=== Required work ===
Every line from the first one in the listing down to the line with "use std::ffi::OsString;" should be restated word for word.

BEGIN

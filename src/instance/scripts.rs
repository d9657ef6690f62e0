//! Running SQL through the interactive query program.
//!
//! Seed scripts and ad-hoc statements go through `psql` in batch mode:
//! single transaction, no `.psqlrc`, quiet, stop on first error. From 9.6
//! the program accepts several `-c`/`-f` operations in one invocation;
//! older servers get one invocation per operation, which weakens
//! single-transaction semantics but rarely matters in test scenarios.

use std::ffi::OsString;
use std::path::PathBuf;

use super::core::Instance;
use super::exec;
use crate::discovery::{PSQL_BATCH_VERSION, PSQL_ECHO_ERRORS_VERSION};
use crate::error::{Error, Result};

/// Anything below WARNING is noise in batch mode; scoped to the spawned
/// program, the caller's environment is never touched.
const PSQL_VERBOSITY: (&str, &str) = ("PGOPTIONS", "--client-min-messages=warning");

/// One unit of work for a `psql` invocation.
#[derive(Clone, Debug, PartialEq, Eq)]
pub enum PsqlOp {
    /// Run a SQL file (`-f`).
    File(PathBuf),
    /// Run a single statement (`-c`).
    Command(String),
}

/// Short-lived runner borrowing the instance, constructed per call.
pub(super) struct PsqlRunner<'a> {
    instance: &'a Instance,
}

impl<'a> PsqlRunner<'a> {
    pub(super) fn new(instance: &'a Instance) -> Self {
        Self { instance }
    }

    /// Run the operations, batching them into a single invocation when the
    /// server is new enough. Returns captured stdout, one entry per
    /// invocation.
    pub(super) async fn run_ops(&self, ops: &[PsqlOp]) -> Result<Vec<String>> {
        if ops.is_empty() {
            return Ok(Vec::new());
        }

        let version = self.instance.server_version().await?;

        if version >= PSQL_BATCH_VERSION {
            Ok(vec![self.invoke(ops, version).await?])
        } else {
            let mut outputs = Vec::with_capacity(ops.len());
            for op in ops {
                outputs.push(self.invoke(std::slice::from_ref(op), version).await?);
            }
            Ok(outputs)
        }
    }

    async fn invoke(&self, ops: &[PsqlOp], version: f64) -> Result<String> {
        let psql = self.instance.psql()?.to_path_buf();
        let base_dir = self.instance.base_dir().ok_or(Error::TornDown)?;
        let port = self.instance.port().ok_or(Error::NotRunning)?;
        let owner = self.instance.database_owner()?;

        let args = build_psql_args(
            owner,
            &self.instance.database,
            self.instance.host(),
            port,
            version,
            &self.instance.extra_psql_args,
            ops,
        );

        let output = exec::run(
            &psql,
            &args,
            self.instance.uid,
            &base_dir,
            &[PSQL_VERBOSITY],
        )
        .await
        .map_err(|e| Error::Psql(e.to_string()))?;

        Ok(String::from_utf8_lossy(&output.stdout).into_owned())
    }
}

impl Instance {
    /// Run SQL operations through `psql` against the target database.
    /// Available once started.
    pub async fn run_psql(&self, ops: &[PsqlOp]) -> Result<Vec<String>> {
        PsqlRunner::new(self).run_ops(ops).await
    }

    /// Run a single SQL file through `psql`.
    pub async fn run_psql_file(&self, path: impl Into<PathBuf>) -> Result<String> {
        let outputs = self.run_psql(&[PsqlOp::File(path.into())]).await?;
        Ok(outputs.into_iter().next().unwrap_or_default())
    }
}

/// Assemble the full `psql` argument list for one invocation.
fn build_psql_args(
    owner: &str,
    database: &str,
    host: &str,
    port: u16,
    version: f64,
    extra_args: &[String],
    ops: &[PsqlOp],
) -> Vec<OsString> {
    let mut args: Vec<OsString> = vec![
        OsString::from("-U"),
        OsString::from(owner),
        OsString::from("-d"),
        OsString::from(database),
        OsString::from("-h"),
        OsString::from(host),
        OsString::from("-p"),
        OsString::from(port.to_string()),
        // Single transaction, skip .psqlrc, quiet, stop on first error
        OsString::from("-1"),
        OsString::from("-X"),
        OsString::from("-q"),
        OsString::from("-v"),
        OsString::from("ON_ERROR_STOP=1"),
    ];

    if version >= PSQL_ECHO_ERRORS_VERSION {
        args.push(OsString::from("-b"));
    }

    args.extend(extra_args.iter().map(OsString::from));

    for op in ops {
        match op {
            PsqlOp::File(path) => {
                args.push(OsString::from("-f"));
                args.push(path.clone().into());
            }
            PsqlOp::Command(stmt) => {
                args.push(OsString::from("-c"));
                args.push(OsString::from(stmt));
            }
        }
    }

    args
}
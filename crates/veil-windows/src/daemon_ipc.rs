use std::sync::mpsc;

use veil_core::ipc::Command;
use veil_core::log_error;

use crate::ipc::PipeServer;

use super::daemon_types::DaemonMsg;

/// Serves CLI connections one at a time, forwarding each command to the
/// main thread and relaying its response. Returns after `Stop`.
pub(super) fn ipc_loop(tx: mpsc::Sender<DaemonMsg>) {
    loop {
        let server = match PipeServer::create() {
            Ok(s) => s,
            Err(e) => {
                log_error!("IPC disabled: {e}");
                return;
            }
        };

        let command = match server.accept() {
            Ok(cmd) => cmd,
            Err(e) => {
                log_error!("Bad IPC request: {e}");
                continue;
            }
        };

        let is_stop = matches!(command, Command::Stop);
        let (reply_tx, reply_rx) = mpsc::channel();

        if tx.send(DaemonMsg::Command(command, reply_tx)).is_err() {
            return;
        }

        if let Ok(response) = reply_rx.recv()
            && let Err(e) = server.reply(&response)
        {
            log_error!("Failed to send IPC response: {e}");
        }

        if is_stop {
            return;
        }
    }
}
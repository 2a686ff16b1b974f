//! Applies visibility transitions to the OS and keeps the hidden set in
//! step with them.

use crate::desktop::Desktop;
use crate::error::VeilError;
use crate::store::{HiddenEntry, HiddenId, HideOrigin, VisibilityStore};
use crate::window::{Handle, WindowRef};

/// The hide/show engine for one desktop and one self identity.
///
/// Cheap to construct; borrow it for the duration of an operation.
pub struct Engine<'a, D: Desktop> {
    desktop: &'a D,
    self_title: &'a str,
    own_window: Option<Handle>,
}

impl<'a, D: Desktop> Engine<'a, D> {
    pub fn new(desktop: &'a D, self_title: &'a str) -> Self {
        Self {
            desktop,
            self_title,
            own_window: None,
        }
    }

    /// Also treats `handle` as this process's own window, whatever its
    /// title says.
    pub fn with_own_window(mut self, handle: Option<Handle>) -> Self {
        self.own_window = handle;
        self
    }

    pub fn desktop(&self) -> &'a D {
        self.desktop
    }

    /// Returns whether `window` is this process's own window: the
    /// claimed handle, or a window whose observed or current title is the
    /// self title.
    pub fn is_self(&self, window: &WindowRef) -> bool {
        if self.own_window == Some(window.handle) {
            return true;
        }
        if self.self_title.is_empty() {
            return false;
        }
        window.title == self.self_title
            || self.desktop.title(window.handle).as_deref() == Some(self.self_title)
    }

    /// Hides `window` at the OS level without recording it.
    pub fn conceal(&self, window: &WindowRef) -> Result<(), VeilError> {
        if self.is_self(window) {
            return Err(VeilError::SelfTarget(window.title.clone()));
        }
        self.desktop.hide(window.handle)?;
        Ok(())
    }

    /// Shows `window` at the OS level without touching the hidden set.
    pub fn reveal(&self, window: &WindowRef) -> Result<(), VeilError> {
        self.desktop.show(window.handle)?;
        Ok(())
    }

    /// Hides `window` and records it in `store`.
    ///
    /// Hiding a title that is already recorded refreshes its entry.
    pub fn hide(
        &self,
        store: &mut VisibilityStore,
        window: &WindowRef,
        origin: HideOrigin,
    ) -> Result<HiddenId, VeilError> {
        self.conceal(window)?;
        let id = store.record(window.clone(), origin)?;
        crate::log_info!("Hid {window} as {id} ({origin:?})");
        Ok(id)
    }

    /// Shows the hidden window titled `title` and forgets it.
    pub fn show(&self, store: &mut VisibilityStore, title: &str) -> Result<WindowRef, VeilError> {
        let entry = store
            .get(title)
            .cloned()
            .ok_or_else(|| VeilError::NotFound(title.to_string()))?;
        self.show_entry(store, entry)
    }

    /// Shows the hidden window with `id` and forgets it.
    pub fn show_id(&self, store: &mut VisibilityStore, id: HiddenId) -> Result<WindowRef, VeilError> {
        let entry = store
            .get_id(id)
            .cloned()
            .ok_or_else(|| VeilError::NotFound(id.to_string()))?;
        self.show_entry(store, entry)
    }

    fn show_entry(
        &self,
        store: &mut VisibilityStore,
        entry: HiddenEntry,
    ) -> Result<WindowRef, VeilError> {
        let window = entry.window;

        if !self.desktop.is_live(window.handle) {
            crate::log_info!("{window} is gone, dropping {}", entry.id);
            if let Err(e) = store.forget_id(entry.id) {
                crate::log_error!("Failed to persist removal of {}: {e}", entry.id);
            }
            return Err(VeilError::StaleHandle {
                title: window.title,
                handle: window.handle,
            });
        }

        self.reveal(&window)?;
        store.forget_id(entry.id)?;
        crate::log_info!("Showed {window}");
        Ok(window)
    }
}

#[cfg(test)]
mod tests {
    use super::*;
    use crate::error::OsOp;
    use crate::testing::{FakeDesktop, unwritable_file};

    const SELF: &str = "Manager";

    #[test]
    fn hide_then_show_restores_visibility_and_clears_entry() {
        // Arrange
        let desktop = FakeDesktop::new();
        desktop.add(1, "Notepad");
        let engine = Engine::new(&desktop, SELF);
        let mut store = VisibilityStore::in_memory();
        let notepad = WindowRef::new(Handle(1), "Notepad");

        // Act
        engine.hide(&mut store, &notepad, HideOrigin::Manual).unwrap();
        let hidden_visible = desktop.is_visible(Handle(1));
        let shown = engine.show(&mut store, "Notepad").unwrap();

        // Assert
        assert!(!hidden_visible);
        assert_eq!(shown, notepad);
        assert!(desktop.is_visible(Handle(1)));
        assert!(!store.contains("Notepad"));
        assert_eq!(
            desktop.calls(),
            vec![(OsOp::Hide, Handle(1)), (OsOp::Show, Handle(1))]
        );
    }

    #[test]
    fn hide_self_is_rejected_without_os_call_or_mutation() {
        // Arrange
        let desktop = FakeDesktop::new();
        desktop.add(1, SELF);
        let engine = Engine::new(&desktop, SELF);
        let mut store = VisibilityStore::in_memory();

        // Act
        let result = engine.hide(&mut store, &WindowRef::new(Handle(1), SELF), HideOrigin::Manual);

        // Assert
        assert!(matches!(result, Err(VeilError::SelfTarget(_))));
        assert!(desktop.calls().is_empty());
        assert!(store.is_empty());
    }

    #[test]
    fn hide_rejects_handle_whose_live_title_is_self() {
        // Arrange
        let desktop = FakeDesktop::new();
        desktop.add(1, SELF);
        let engine = Engine::new(&desktop, SELF);
        let mut store = VisibilityStore::in_memory();

        // Act
        let result = engine.hide(
            &mut store,
            &WindowRef::new(Handle(1), "stale title"),
            HideOrigin::Manual,
        );

        // Assert
        assert!(matches!(result, Err(VeilError::SelfTarget(_))));
        assert!(desktop.calls().is_empty());
    }

    #[test]
    fn show_unknown_title_is_not_found() {
        // Arrange
        let desktop = FakeDesktop::new();
        let engine = Engine::new(&desktop, SELF);
        let mut store = VisibilityStore::in_memory();

        // Act
        let result = engine.show(&mut store, "Notepad");

        // Assert
        assert!(matches!(result, Err(VeilError::NotFound(t)) if t == "Notepad"));
        assert!(desktop.calls().is_empty());
        assert!(store.is_empty());
    }

    #[test]
    fn show_dead_handle_is_stale_and_self_heals() {
        // Arrange
        let desktop = FakeDesktop::new();
        let engine = Engine::new(&desktop, SELF);
        let mut store = VisibilityStore::in_memory();
        store
            .record(WindowRef::new(Handle(1), "Notepad"), HideOrigin::Manual)
            .unwrap();

        // Act
        let result = engine.show(&mut store, "Notepad");

        // Assert
        assert!(matches!(result, Err(VeilError::StaleHandle { .. })));
        assert!(!store.contains("Notepad"));
        assert!(desktop.calls().is_empty());
    }

    #[test]
    fn hide_twice_refreshes_entry() {
        // Arrange
        let desktop = FakeDesktop::new();
        desktop.add(1, "Notepad");
        desktop.add(2, "Notepad");
        let engine = Engine::new(&desktop, SELF);
        let mut store = VisibilityStore::in_memory();

        // Act
        engine
            .hide(&mut store, &WindowRef::new(Handle(1), "Notepad"), HideOrigin::Manual)
            .unwrap();
        engine
            .hide(&mut store, &WindowRef::new(Handle(2), "Notepad"), HideOrigin::Manual)
            .unwrap();

        // Assert
        assert_eq!(store.len(), 1);
        assert_eq!(store.get("Notepad").unwrap().window.handle, Handle(2));
    }

    #[test]
    fn failed_os_hide_leaves_store_untouched() {
        // Arrange
        let desktop = FakeDesktop::new();
        desktop.add(1, "Notepad");
        desktop.fail_on(1);
        let engine = Engine::new(&desktop, SELF);
        let mut store = VisibilityStore::in_memory();

        // Act
        let result = engine.hide(
            &mut store,
            &WindowRef::new(Handle(1), "Notepad"),
            HideOrigin::Manual,
        );

        // Assert
        assert!(matches!(result, Err(VeilError::Os(_))));
        assert!(store.is_empty());
    }

    #[test]
    fn show_by_id_targets_exact_entry() {
        // Arrange
        let desktop = FakeDesktop::new();
        desktop.add_hidden(1, "Notepad");
        let engine = Engine::new(&desktop, SELF);
        let mut store = VisibilityStore::in_memory();
        let id = store
            .record(WindowRef::new(Handle(1), "Notepad"), HideOrigin::Manual)
            .unwrap();

        // Act
        let shown = engine.show_id(&mut store, id).unwrap();

        // Assert
        assert_eq!(shown.handle, Handle(1));
        assert!(store.is_empty());
    }

    #[test]
    fn own_window_is_protected_under_any_title() {
        // Arrange
        let desktop = FakeDesktop::new();
        desktop.add(1, "Windows PowerShell");
        let engine = Engine::new(&desktop, SELF).with_own_window(Some(Handle(1)));
        let mut store = VisibilityStore::in_memory();

        // Act
        let result = engine.hide(
            &mut store,
            &WindowRef::new(Handle(1), "Windows PowerShell"),
            HideOrigin::Manual,
        );

        // Assert
        assert!(matches!(result, Err(VeilError::SelfTarget(_))));
        assert!(desktop.calls().is_empty());
        assert!(store.is_empty());
    }

    #[test]
    fn unsaved_hide_is_reported_but_still_applied() {
        // Arrange
        let dir = tempfile::tempdir().unwrap();
        let desktop = FakeDesktop::new();
        desktop.add(1, "Notepad");
        let (mut store, _) = VisibilityStore::open(unwritable_file(dir.path()), &desktop);
        let engine = Engine::new(&desktop, SELF);

        // Act
        let result = engine.hide(
            &mut store,
            &WindowRef::new(Handle(1), "Notepad"),
            HideOrigin::Manual,
        );

        // Assert
        assert!(matches!(result, Err(VeilError::Persistence(_))));
        assert!(!desktop.is_visible(Handle(1)));
        assert!(store.contains("Notepad"));
    }
}
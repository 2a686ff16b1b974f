pub mod init;

#[cfg(windows)]
pub mod action;
#[cfg(windows)]
pub mod daemon;
#[cfg(windows)]
pub mod hidden;
#[cfg(windows)]
pub mod list;
#[cfg(windows)]
pub mod resume;
#[cfg(windows)]
pub mod start;
#[cfg(windows)]
pub mod status;
#[cfg(windows)]
pub mod stop;
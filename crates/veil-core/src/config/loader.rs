use std::fs;
use std::path::{Path, PathBuf};

use super::Config;
use crate::error::{PersistenceError, VeilError};
use crate::hotkey::{Hotkey, HotkeyBinding, HotkeyRegistrar};

/// Returns the config directory: `~/.config/veil/`.
pub fn config_dir() -> Option<PathBuf> {
    dirs::home_dir().map(|h| h.join(".config").join("veil"))
}

/// Returns the config file path: `~/.config/veil/config.toml`.
pub fn config_path() -> Option<PathBuf> {
    config_dir().map(|d| d.join("config.toml"))
}

/// Tries to load and parse the config file at `path`.
///
/// Returns `Ok(None)` if the file does not exist, or an error string
/// describing what went wrong (IO error, parse error, etc.).
pub fn try_load_from(path: &Path) -> Result<Option<Config>, String> {
    if !path.exists() {
        return Ok(None);
    }
    let content = fs::read_to_string(path).map_err(|e| format!("{}: {e}", path.display()))?;
    let mut config: Config =
        toml::from_str(&content).map_err(|e| format!("{}: {e}", path.display()))?;
    config.validate();
    Ok(Some(config))
}

/// Loads the config at `path`, falling back to defaults.
///
/// A missing file silently returns defaults; a broken one is reported.
pub fn load_from(path: &Path) -> Config {
    match try_load_from(path) {
        Ok(Some(config)) => config,
        Ok(None) => Config::default(),
        Err(e) => {
            eprintln!("Warning: {e}");
            crate::log_warn!("{e}");
            Config::default()
        }
    }
}

/// Loads `~/.config/veil/config.toml`, falling back to defaults.
pub fn load() -> Config {
    match config_path() {
        Some(path) => load_from(&path),
        None => Config::default(),
    }
}

/// Stores `hotkey` in the config file at `path`, keeping other settings.
///
/// The file is rewritten through a temporary sibling and renamed into
/// place, so readers see either the old or the new contents. A file that
/// exists but does not parse is left untouched.
pub fn save_hotkey(path: &Path, hotkey: &Hotkey) -> Result<(), PersistenceError> {
    let content = render_with_hotkey(path, hotkey)?;
    write_atomic(path, &content)
}

/// Parses `text`, rebinds the toggle to it and records it in the config
/// file at `path`.
///
/// The existing file is checked before anything is rebound, and it is
/// only written once the new combination is registered. If that write
/// fails the previous combination is bound again.
pub fn change_hotkey<R: HotkeyRegistrar>(
    binding: &mut HotkeyBinding<R>,
    path: &Path,
    text: &str,
) -> Result<Hotkey, VeilError> {
    let hotkey: Hotkey = text.parse()?;
    let content = render_with_hotkey(path, &hotkey)?;
    let previous = binding.current().cloned();

    binding.rebind(hotkey.clone())?;
    if let Err(e) = write_atomic(path, &content) {
        match previous {
            Some(old) => {
                if let Err(undo) = binding.rebind(old) {
                    crate::log_error!("Could not restore the previous hotkey: {undo}");
                }
            }
            None => binding.clear(),
        }
        return Err(e.into());
    }
    Ok(hotkey)
}

/// The config at `path` serialized with `hotkey` swapped in.
fn render_with_hotkey(path: &Path, hotkey: &Hotkey) -> Result<String, PersistenceError> {
    let mut config = try_load_from(path)
        .map_err(|reason| PersistenceError::Unparsable {
            path: path.to_path_buf(),
            reason,
        })?
        .unwrap_or_default();
    config.hotkey = hotkey.to_string();

    toml::to_string_pretty(&config).map_err(|e| {
        PersistenceError::io(path, std::io::Error::new(std::io::ErrorKind::InvalidData, e))
    })
}

fn write_atomic(path: &Path, content: &str) -> Result<(), PersistenceError> {
    if let Some(parent) = path.parent() {
        fs::create_dir_all(parent).map_err(|e| PersistenceError::io(parent, e))?;
    }
    let tmp = path.with_extension("toml.tmp");
    fs::write(&tmp, content).map_err(|e| PersistenceError::io(&tmp, e))?;
    fs::rename(&tmp, path).map_err(|e| PersistenceError::io(path, e))?;
    Ok(())
}

#[cfg(test)]
mod tests {
    use super::*;
    use crate::hotkey::HotkeyError;

    /// Records which combinations would fire the toggle.
    #[derive(Default)]
    struct Registrar {
        active: Vec<String>,
    }

    impl HotkeyRegistrar for Registrar {
        fn register(&mut self, hotkey: &Hotkey) -> Result<(), HotkeyError> {
            self.active.push(hotkey.to_string());
            Ok(())
        }

        fn unregister(&mut self, hotkey: &Hotkey) {
            let text = hotkey.to_string();
            self.active.retain(|h| *h != text);
        }
    }

    #[test]
    fn missing_file_loads_defaults() {
        // Arrange
        let dir = tempfile::tempdir().unwrap();

        // Act
        let config = load_from(&dir.path().join("config.toml"));

        // Assert
        assert_eq!(config.hotkey, "ctrl+alt+h");
    }

    #[test]
    fn broken_file_loads_defaults() {
        // Arrange
        let dir = tempfile::tempdir().unwrap();
        let path = dir.path().join("config.toml");
        fs::write(&path, "hotkey = [").unwrap();

        // Act
        let result = try_load_from(&path);
        let config = load_from(&path);

        // Assert
        assert!(result.is_err());
        assert_eq!(config.scan.interval_secs, 5);
    }

    #[test]
    fn save_hotkey_keeps_other_settings() {
        // Arrange
        let dir = tempfile::tempdir().unwrap();
        let path = dir.path().join("config.toml");
        fs::write(&path, "[scan]\ntargets = [\"Notepad\"]\n").unwrap();

        // Act
        save_hotkey(&path, &"ctrl+shift+k".parse().unwrap()).unwrap();
        let config = load_from(&path);

        // Assert
        assert_eq!(config.hotkey, "ctrl+shift+k");
        assert_eq!(config.scan.targets, vec!["Notepad".to_string()]);
        assert!(!dir.path().join("config.toml.tmp").exists());
    }

    #[test]
    fn change_hotkey_moves_trigger_and_updates_file() {
        // Arrange
        let dir = tempfile::tempdir().unwrap();
        let path = dir.path().join("config.toml");
        let mut binding = HotkeyBinding::new(Registrar::default());
        binding.rebind("ctrl+alt+h".parse().unwrap()).unwrap();

        // Act
        let hotkey = change_hotkey(&mut binding, &path, "ctrl+alt+j").unwrap();

        // Assert
        assert_eq!(hotkey.to_string(), "ctrl+alt+j");
        assert_eq!(binding.registrar().active, vec!["ctrl+alt+j".to_string()]);
        assert_eq!(load_from(&path).hotkey, "ctrl+alt+j");
    }

    #[test]
    fn invalid_hotkey_changes_nothing() {
        // Arrange
        let dir = tempfile::tempdir().unwrap();
        let path = dir.path().join("config.toml");
        let mut binding = HotkeyBinding::new(Registrar::default());
        binding.rebind("ctrl+alt+h".parse().unwrap()).unwrap();

        // Act
        let result = change_hotkey(&mut binding, &path, "ctrl+");

        // Assert
        assert!(matches!(result, Err(VeilError::Hotkey(_))));
        assert_eq!(binding.registrar().active, vec!["ctrl+alt+h".to_string()]);
        assert!(!path.exists());
    }

    #[test]
    fn broken_file_is_not_overwritten() {
        // Arrange
        let dir = tempfile::tempdir().unwrap();
        let path = dir.path().join("config.toml");
        let original = "[scan]\ninterval_secs = \"5\"\ntargets = [\"Notepad\"]\n";
        fs::write(&path, original).unwrap();

        // Act
        let result = save_hotkey(&path, &"ctrl+shift+k".parse().unwrap());

        // Assert
        assert!(matches!(result, Err(PersistenceError::Unparsable { .. })));
        assert_eq!(fs::read_to_string(&path).unwrap(), original);
    }

    #[test]
    fn broken_file_keeps_the_old_binding() {
        // Arrange
        let dir = tempfile::tempdir().unwrap();
        let path = dir.path().join("config.toml");
        fs::write(&path, "hotkey = [").unwrap();
        let mut binding = HotkeyBinding::new(Registrar::default());
        binding.rebind("ctrl+alt+h".parse().unwrap()).unwrap();

        // Act
        let result = change_hotkey(&mut binding, &path, "ctrl+alt+j");

        // Assert
        assert!(matches!(result, Err(VeilError::Persistence(_))));
        assert_eq!(binding.registrar().active, vec!["ctrl+alt+h".to_string()]);
        assert_eq!(fs::read_to_string(&path).unwrap(), "hotkey = [");
    }
}
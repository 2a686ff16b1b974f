//! In-memory [`Desktop`] used by unit tests.

use std::cell::RefCell;
use std::collections::HashSet;
use std::path::Path;

use crate::desktop::Desktop;
use crate::error::{OsError, OsOp};
use crate::state_file::StateFile;
use crate::window::{Handle, WindowRef};

#[derive(Debug, Clone)]
struct FakeWindow {
    handle: Handle,
    title: String,
    visible: bool,
}

#[derive(Debug, Default)]
struct FakeState {
    windows: Vec<FakeWindow>,
    calls: Vec<(OsOp, Handle)>,
    failing: HashSet<Handle>,
}

/// A scripted desktop that records every OS visibility call.
#[derive(Debug, Default)]
pub(crate) struct FakeDesktop {
    state: RefCell<FakeState>,
}

impl FakeDesktop {
    pub(crate) fn new() -> Self {
        Self::default()
    }

    /// Adds a live, visible window.
    pub(crate) fn add(&self, handle: usize, title: &str) {
        self.push(handle, title, true);
    }

    /// Adds a live window that is already hidden.
    pub(crate) fn add_hidden(&self, handle: usize, title: &str) {
        self.push(handle, title, false);
    }

    /// Destroys a window; its handle stops being live.
    pub(crate) fn close(&self, handle: usize) {
        self.state
            .borrow_mut()
            .windows
            .retain(|w| w.handle != Handle(handle));
    }

    /// Makes every hide/show call on `handle` fail.
    pub(crate) fn fail_on(&self, handle: usize) {
        self.state.borrow_mut().failing.insert(Handle(handle));
    }

    pub(crate) fn calls(&self) -> Vec<(OsOp, Handle)> {
        self.state.borrow().calls.clone()
    }

    pub(crate) fn visible_titles(&self) -> Vec<String> {
        self.visible_windows().into_iter().map(|w| w.title).collect()
    }

    fn push(&self, handle: usize, title: &str, visible: bool) {
        self.state.borrow_mut().windows.push(FakeWindow {
            handle: Handle(handle),
            title: title.into(),
            visible,
        });
    }

    fn set_visible(&self, op: OsOp, handle: Handle, visible: bool) -> Result<(), OsError> {
        let mut state = self.state.borrow_mut();
        state.calls.push((op, handle));
        if state.failing.contains(&handle) {
            return Err(OsError::new(op, handle, "scripted failure"));
        }
        match state.windows.iter_mut().find(|w| w.handle == handle) {
            Some(w) => {
                w.visible = visible;
                Ok(())
            }
            None => Err(OsError::new(op, handle, "invalid window handle")),
        }
    }
}

impl Desktop for FakeDesktop {
    fn visible_windows(&self) -> Vec<WindowRef> {
        self.state
            .borrow()
            .windows
            .iter()
            .filter(|w| w.visible && !w.title.is_empty())
            .map(|w| WindowRef::new(w.handle, w.title.clone()))
            .collect()
    }

    fn is_live(&self, handle: Handle) -> bool {
        self.state.borrow().windows.iter().any(|w| w.handle == handle)
    }

    fn is_visible(&self, handle: Handle) -> bool {
        self.state
            .borrow()
            .windows
            .iter()
            .any(|w| w.handle == handle && w.visible)
    }

    fn title(&self, handle: Handle) -> Option<String> {
        self.state
            .borrow()
            .windows
            .iter()
            .find(|w| w.handle == handle)
            .map(|w| w.title.clone())
    }

    fn hide(&self, handle: Handle) -> Result<(), OsError> {
        self.set_visible(OsOp::Hide, handle, false)
    }

    fn show(&self, handle: Handle) -> Result<(), OsError> {
        self.set_visible(OsOp::Show, handle, true)
    }
}

/// A state file under `dir` that can never be written: its parent
/// directory is a regular file.
pub(crate) fn unwritable_file(dir: &Path) -> StateFile {
    let blocker = dir.join("not-a-directory");
    std::fs::write(&blocker, "").unwrap();
    StateFile::new(blocker.join("hidden.json"))
}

END

=== Solution for this task ===
filename src/instance/scripts.rs
repository d9657ef6690f62e0
//! Running SQL through the interactive query program.
//!
//! Seed scripts and ad-hoc statements go through `psql` in batch mode:
//! single transaction, no `.psqlrc`, quiet, stop on first error. From 9.6
//! the program accepts several `-c`/`-f` operations in one invocation;
//! older servers get one invocation per operation, which weakens
//! single-transaction semantics but rarely matters in test scenarios.

use std::ffi::OsString;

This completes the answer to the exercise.